Koslowski wollte wirken, er liebte die Menschen, diese köstliche
Rasse, die es fertiggebracht hatte, Schnaps zu erdestillieren, Natur im
Einklang mit der Natur zu vollenden und zu übertreffen12.
Bei all seiner geistigen Überlegenheit war Koslowski der beste Freund,
den das Volk sich wünschen konnte. Er glaubte an das Gute in ihm
und im Menschen. Koslowski war ein Mann von gewaltiger Statur13,
ein Mann, der polarisierte, der Streit nicht schuf, aber ihn liebte und
ihm nicht aus dem Weg ging, sei es unterm Maibaum vorm Dorfkrug oder in
der hitzigen Atmosphäre politischer Debattierclubs14,
wo er unter Einsatz modernster technischer Mittel15
mit Männern vom Range Dutschkes, Rabehls und Wissmanns rang, überzeugende
Siege davontrug und auch keinen Internationalen Frühschoppen
ausließ, trotz daß er arge Bedenken gegen Werner Höfers
Rolle im Dritten Reich hegte, was in Koslowski aber nur die Regung weckte,
beständig darauf hinzuweisen16.
Ein Mann, der konsequent bittere Wege beinah zu Ende ging, der Freunde
verlor, weil ihm Wahrheit und unbeschmutzte Gesinnung wichtiger waren
oder weil er vor lauter Engagement wieder mal nicht das Kleingeld hatte,
sich ein Ticket zu kaufen, die Freunde zu besuchen, rechte Wege zu weisen
und die Freundschaft zu pflegen17.
Kurz nach seinem Tod hätte sich Koslowski vielleicht vom Irischen
Frühling abwenden wollen, nachdem er noch zu Lebzeiten dessen
unheilvolle Verstrickung in die Machenschaften Kaiser Bokassas entdecken
mußte und gleichzeitig festzustellen gezwungen war, daß die
Reichsbahn schon wieder die Fahrpreise angezogen hatte. So kam es nie
zur klärenden Aussprache : auf dem Weg zum Bahnsteig hätte Koslowski
zwar eine Fahrkarte lösen können, geriet dann aber mit dem leger
getragenen Parka in die Fänge des Gepäcktransportbandes, verletzte
sich und dann starb er denn auch noch. Das hatte Koslowski nicht gewollt18.

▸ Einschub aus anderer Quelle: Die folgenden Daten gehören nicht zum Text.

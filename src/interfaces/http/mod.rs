//! HTTP REST API interfaces
//!
//! - `middleware`: JWT authentication middleware
//! - `modules`: per-resource DTOs and handlers
//! - `router`: API router with Swagger documentation

pub mod common;
pub mod middleware;
pub mod modules;
pub mod router;

pub use router::{create_api_router, ApiState};
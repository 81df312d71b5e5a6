//! Machine definitions and their construction.
//!
//! A [`Machine`] is pure data: states, start state, accept states, a stack
//! bottom sentinel and a nondeterministic transition relation. It is built
//! once, with [`MachineBuilder`] or by deserializing, and only read
//! afterwards.

mod builder;
mod definition;
mod error;
mod macros;
mod validation;

pub use builder::MachineBuilder;
pub use definition::{Input, Machine, Move, Rule};
pub use error::BuildError;
pub use validation::MachineViolation;

impl<S: crate::core::State> Machine<S> {
    /// Start a new [`MachineBuilder`].
    pub fn builder() -> MachineBuilder<S> {
        MachineBuilder::new()
    }
}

Prophet Koslowski ? Eher ein kühler
Rechner mit kräftigem Karabiner, der voraussah, daß, wann immer
eine politische Aktion durchgeführt werden solle, man, wie er oft
und gern sagte, immer diplomatisch und konzertant vorgehen müsse.
Dennoch sei es, so Koslowski im Freundeskreis der Gruppe 48, gewiß
nützlich, stets eine Uzi dabei zu haben, um aus guten Argumentationen
nötigenfalls bessere19
zu haben.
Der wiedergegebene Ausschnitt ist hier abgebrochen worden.